1. The discovery of "snow quilt" Neoproterozoic is a very interesting geological era in the process of earth evolution. During this period, the earth was like a teenager, full of vitality, bacteria and algae flourished, and animal fossils began to appear; like women in love, the climate was constantly changing, hot and cold, and had a restless heart. the plates are unstable and the continents are divided. About 750 million years ago, the entire Rodinia supercontinent split in two (figure 1), opening the ancient ocean; North America moved south toward the snow-covered South Pole. Most of the northern half of Rodinia rotates counterclockwise and crosses the frigid North Pole northward. In the following two hundred million years (750 million to 550 million years ago), intermittent large-scale glacier events occurred on the earth. "snow quilt" is a phenomenon in this period.

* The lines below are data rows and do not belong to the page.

impl Console {
    fn new(cli: &Cli) -> Result<Self> {
        let mut config = Config::load().context("failed to load configuration")?;
        if let Some(url) = &cli.graphql_url {
            config.graphql_url = url.clone();
        }
        if let Some(url) = &cli.companion_url {
            config.companion_url = url.clone();
        }
        if let Some(secs) = cli.timeout_secs {
            config.request_timeout_secs = secs;
        }
        config.desktop_notifications |= cli.desktop_notifications;
        debug!(?config, "Resolved configuration");

        let session = SessionStore::default_location()?;
        let client = GraphQlClient::new(config.graphql_endpoint()?, config.request_timeout())?
            .with_access_token(session.load_token()?);
        debug!(endpoint = %client.endpoint(), "GraphQL client ready");
        let notifier = TerminalNotifier::new(NotificationService::new(config.desktop_notifications));
        let ctx = AdminContext::new(Arc::new(client), Arc::new(notifier));

        Ok(Self {
            config,
            session,
            ctx,
        })
    }

    fn auth(&self) -> AuthService {
        AuthService::new(self.ctx.transport.clone(), self.session.clone())
    }

    fn require_session(&self) -> Result<()> {
        if self.session.load_token()?.is_none() {
            bail!("not logged in; run `critical-asset login` first");
        }
        Ok(())
    }

    async fn run(&self, command: Commands) -> Result<()> {
        match command {
            Commands::Entities => {
                print_entities();
                Ok(())
            }
            Commands::List {
                entity,
                search,
                page,
                page_size,
            } => {
                self.require_session()?;
                self.list(entity, search, page, page_size).await
            }
            Commands::Create { entity, set } => {
                self.require_session()?;
                self.create(entity, set).await
            }
            Commands::Update { entity, id, set } => {
                self.require_session()?;
                self.update(entity, RecordId::new(id), set).await
            }
            Commands::Delete { entity, id, yes } => {
                self.require_session()?;
                self.delete(entity, RecordId::new(id), yes).await
            }
            Commands::Login { email } => self.login(email).await,
            Commands::Logout => {
                self.auth().logout()?;
                println!("Signed out");
                Ok(())
            }
            Commands::Signup {
                company,
                first_name,
                last_name,
                email,
            } => {
                let request = SignupRequest {
                    company_name: company,
                    first_name,
                    last_name,
                    email,
                    password: prompt::new_password()?,
                };
                let payload = self
                    .auth()
                    .signup(&request)
                    .await
                    .map_err(|e| anyhow!(e.user_message()))?;
                println!("Account created for {}", payload.user.email);
                Ok(())
            }
            Commands::ForgotPassword { email } => self.forgot_password(&email).await,
            Commands::ResetPassword { link } => match AppRoute::parse(&link)? {
                AppRoute::ResetPassword { token } => self.reset_password(&token).await,
                other => bail!("not a password reset link: {}", other.to_path()),
            },
            Commands::AcceptInvitation {
                link,
                first_name,
                last_name,
            } => match AppRoute::parse(&link)? {
                AppRoute::AcceptInvitation { token } => {
                    let acceptance = InvitationAcceptance {
                        first_name,
                        last_name,
                        password: prompt::new_password()?,
                    };
                    let payload = self
                        .auth()
                        .accept_invitation(&token, &acceptance)
                        .await
                        .map_err(|e| anyhow!(e.user_message()))?;
                    println!("Welcome, {}", payload.user.email);
                    Ok(())
                }
                other => bail!("not an invitation link: {}", other.to_path()),
            },
            Commands::Open { link } => self.open(&link).await,
            Commands::Companion { path } => {
                let link = self
                    .session
                    .companion_link(&self.config.companion_base()?, &path)?;
                println!("{link}");
                Ok(())
            }
        }
    }

    async fn open(&self, link: &str) -> Result<()> {
        let route = AppRoute::parse(link)?;
        if route.requires_session() {
            self.require_session()?;
        }
        match route {
            AppRoute::Login => self.login(None).await,
            AppRoute::Signup => bail!("use `critical-asset signup` with the account details"),
            AppRoute::ForgotPassword => self.forgot_password(&prompt::text("Email")?).await,
            AppRoute::ResetPassword { token } => self.reset_password(&token).await,
            AppRoute::AcceptInvitation { .. } => {
                bail!("use `critical-asset accept-invitation` with your name")
            }
            AppRoute::Entity(kind) => self.list(kind, None, 1, None).await,
        }
    }

    async fn login(&self, email: Option<String>) -> Result<()> {
        let email = match email {
            Some(email) => email,
            None => prompt::text("Email")?,
        };
        let password = prompt::password("Password")?;
        let payload = self
            .auth()
            .login(&email, &password)
            .await
            .map_err(|e| anyhow!(e.user_message()))?;
        println!("Signed in as {}", payload.user.email);
        Ok(())
    }

    async fn forgot_password(&self, email: &str) -> Result<()> {
        self.auth()
            .forgot_password(email)
            .await
            .map_err(|e| anyhow!(e.user_message()))?;
        println!("If {email} has an account, a reset link is on its way");
        Ok(())
    }

    async fn reset_password(&self, token: &str) -> Result<()> {
        let password = prompt::new_password()?;
        self.auth()
            .reset_password(token, &password)
            .await
            .map_err(|e| anyhow!(e.user_message()))?;
        println!("Password updated; log in with the new password");
        Ok(())
    }

    /// Load the list while the reference lookups are read in the background.
    async fn mount(&self, kind: EntityKind) -> Result<EntityTable> {
        let mut table = EntityTable::new(kind, &self.ctx);
        let lookups = tokio::spawn(table.lookups());
        if !table.mount().await {
            lookups.abort();
            bail!("could not load {}", kind.definition().plural_label);
        }
        match lookups.await {
            Ok(tables) => table.apply_lookups(tables),
            Err(e) => warn!(entity = %kind, error = %e, "Lookup task failed"),
        }
        Ok(table)
    }

    async fn list(
        &self,
        kind: EntityKind,
        search: Option<String>,
        page: usize,
        page_size: Option<usize>,
    ) -> Result<()> {
        let mut table = self.mount(kind).await?;
        let list = table.list_mut();
        list.set_page_size(page_size.unwrap_or(self.config.page_size));
        if let Some(term) = search {
            list.set_search(term);
        }
        list.set_page(page.saturating_sub(1));

        let definition = kind.definition();
        let columns = columns(definition);
        let headers: Vec<String> = std::iter::once("ID".to_string())
            .chain(columns.iter().map(|(_, label)| label.to_string()))
            .collect();
        let rows: Vec<Vec<String>> = list
            .page_rows()
            .into_iter()
            .map(|row| {
                std::iter::once(row.record.text(ID_FIELD).unwrap_or_default())
                    .chain(
                        columns
                            .iter()
                            .map(|(name, _)| list.display_value(row.record, name)),
                    )
                    .collect()
            })
            .collect();

        println!("{}", render_table(&headers, &rows));
        println!(
            "Page {} of {} ({} {})",
            list.current_page() + 1,
            list.page_count(),
            list.filtered_len(),
            definition.plural_label.to_lowercase()
        );
        Ok(())
    }

    async fn create(&self, kind: EntityKind, set: Vec<(String, String)>) -> Result<()> {
        let mut table = self.mount(kind).await?;
        table.open_create();
        self.fill(&mut table, set)?;
        self.save(&mut table).await
    }

    async fn update(&self, kind: EntityKind, id: RecordId, set: Vec<(String, String)>) -> Result<()> {
        let mut table = self.mount(kind).await?;
        if !table.open_edit(&id) {
            bail!("{} {id} not found", kind.definition().label);
        }
        self.fill(&mut table, set)?;
        self.save(&mut table).await
    }

    /// Fill the open panel from `--set` pairs or prompts. The panel is
    /// cancelled if filling fails.
    fn fill(&self, table: &mut EntityTable, set: Vec<(String, String)>) -> Result<()> {
        let filled = if set.is_empty() {
            prompt::fill_form(table)
        } else {
            apply_assignments(table, set)
        };
        if filled.is_err() {
            table.form_mut().cancel();
        }
        filled
    }

    async fn save(&self, table: &mut EntityTable) -> Result<()> {
        match table.submit().await {
            SubmitOutcome::Saved(record) => {
                print_record(table.definition(), &record);
                Ok(())
            }
            SubmitOutcome::Invalid(errors) => {
                for (field, message) in &errors {
                    eprintln!("  {field}: {message}");
                }
                bail!("{} field(s) need attention", errors.len())
            }
            SubmitOutcome::Failed(message) => Err(anyhow!(message)),
            SubmitOutcome::NotOpen => bail!("nothing to submit"),
        }
    }

    async fn delete(&self, kind: EntityKind, id: RecordId, yes: bool) -> Result<()> {
        let mut table = self.mount(kind).await?;
        match table.delete(&id, &TerminalConfirmation::new(yes)).await {
            DeletionOutcome::Deleted => Ok(()),
            DeletionOutcome::Cancelled => {
                println!("Cancelled");
                Ok(())
            }
            DeletionOutcome::Failed(message) => Err(anyhow!(message)),
        }
    }
}
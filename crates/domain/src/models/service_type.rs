//! Service types offered by vendors.

use once_cell::sync::Lazy;

use super::EntityKind;
use crate::{
    entity::{DeleteShape, EntityDefinition},
    field::FieldDescriptor,
};

pub static DEFINITION: Lazy<EntityDefinition> = Lazy::new(|| EntityDefinition {
    kind: EntityKind::ServiceType,
    label: "Service Type",
    plural_label: "Service Types",
    slug: "service-types",
    list_field: "serviceTypes",
    create_field: "createServiceType",
    update_field: "updateServiceType",
    delete_field: "deleteServiceType",
    delete_shape: DeleteShape::Envelope,
    fields: vec![
        FieldDescriptor::text("name", "Name").required(),
        FieldDescriptor::multiline("description", "Description"),
    ],
    search_fields: &["name", "description"],
    natural_key: "name",
    audited: true,
});
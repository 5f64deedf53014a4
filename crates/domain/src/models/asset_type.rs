//! Asset types carry one custom attribute whose allowed values only matter for
//! option-style field types.

use once_cell::sync::Lazy;

use super::EntityKind;
use crate::{
    entity::{DeleteShape, EntityDefinition},
    field::FieldDescriptor,
};

pub const FIELD_TYPES: &[&str] = &[
    "text",
    "number",
    "date",
    "checkbox",
    "dropdown",
    "multi_select",
    "radio",
];

/// Field types whose allowed values must be supplied.
pub const OPTION_FIELD_TYPES: &[&str] = &["dropdown", "multi_select", "radio"];

pub static DEFINITION: Lazy<EntityDefinition> = Lazy::new(|| EntityDefinition {
    kind: EntityKind::AssetType,
    label: "Asset Type",
    plural_label: "Asset Types",
    slug: "asset-types",
    list_field: "assetTypes",
    create_field: "createAssetType",
    update_field: "updateAssetType",
    delete_field: "deleteAssetType",
    delete_shape: DeleteShape::Envelope,
    fields: vec![
        FieldDescriptor::text("name", "Name").required(),
        FieldDescriptor::multiline("description", "Description"),
        FieldDescriptor::select("assetCategoryId", "Category", &[])
            .required()
            .references(EntityKind::AssetCategory, "name"),
        FieldDescriptor::text("fieldName", "Attribute name"),
        FieldDescriptor::select("fieldType", "Attribute type", FIELD_TYPES),
        FieldDescriptor::multiline("allowedValues", "Allowed values")
            .comma_list()
            .required_when("fieldType", OPTION_FIELD_TYPES),
    ],
    search_fields: &["name", "description"],
    natural_key: "name",
    audited: true,
});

Fig. 1 schematic diagram of the breakup of the Rodinia supercontinent (from the network) in the course of studying the Neoproterozoic, scientists have noticed many strange geological phenomena:

Many glacial sediments contain carbonate detritus or are directly covered by carbonate rocks, like a cap, called capped carbonate rock. In geoscience, it is inconceivable that glacial deposits represent a cold climate, while carbonate rocks indicate a warm environment.

Banded iron formation appeared in some glacial units (BIF, a special marine iron-rich sedimentary rock, almost only occurred in Precambrian, with characteristic Si-rich-iron interlaced zone, figure 2) banded iron formation was completed 1.8 billion years ago, and the global banded iron formation deposition event reappeared a billion years later.

The carbon isotope has a strong negative drift, which is very significant compared with the previous 1.2 billion years. (the carbon isotope value is δ 13C = (13C: 12C) sample / (13C: 12C) reference standard)-1, which can be roughly regarded as the relative ratio of 13C to 12C. Most scholars believe that the negative drift of carbon isotopes is a process in which carbon isotopes drift rapidly to negative values and gradually return) this problem will be discussed in detail later.

Paleomagnetic evidence also shows that during at least two Neoproterozoic ice ages, the ice almost spread to the equator. This leads us to guess that if the equator freezes, the whole world must have become a glacier. At this time, the earth is undoubtedly equivalent to a layer of snow quilt. Then a new question arises: how did the "snow quilt" come into being? How did it disappear? Why can't you see it now?

Figure 2 banded iron construction (from the network) 2. The formation and disappearance of "snow quilts" to explain these problems, in 1992, Kirschvinck proposed the snowball Earth hypothesis, which was later developed by Hoffman. They believe that during the Neoproterozoic ice age, all the oceans froze and the earth became a huge snowball, which is what we call a "snow quilt".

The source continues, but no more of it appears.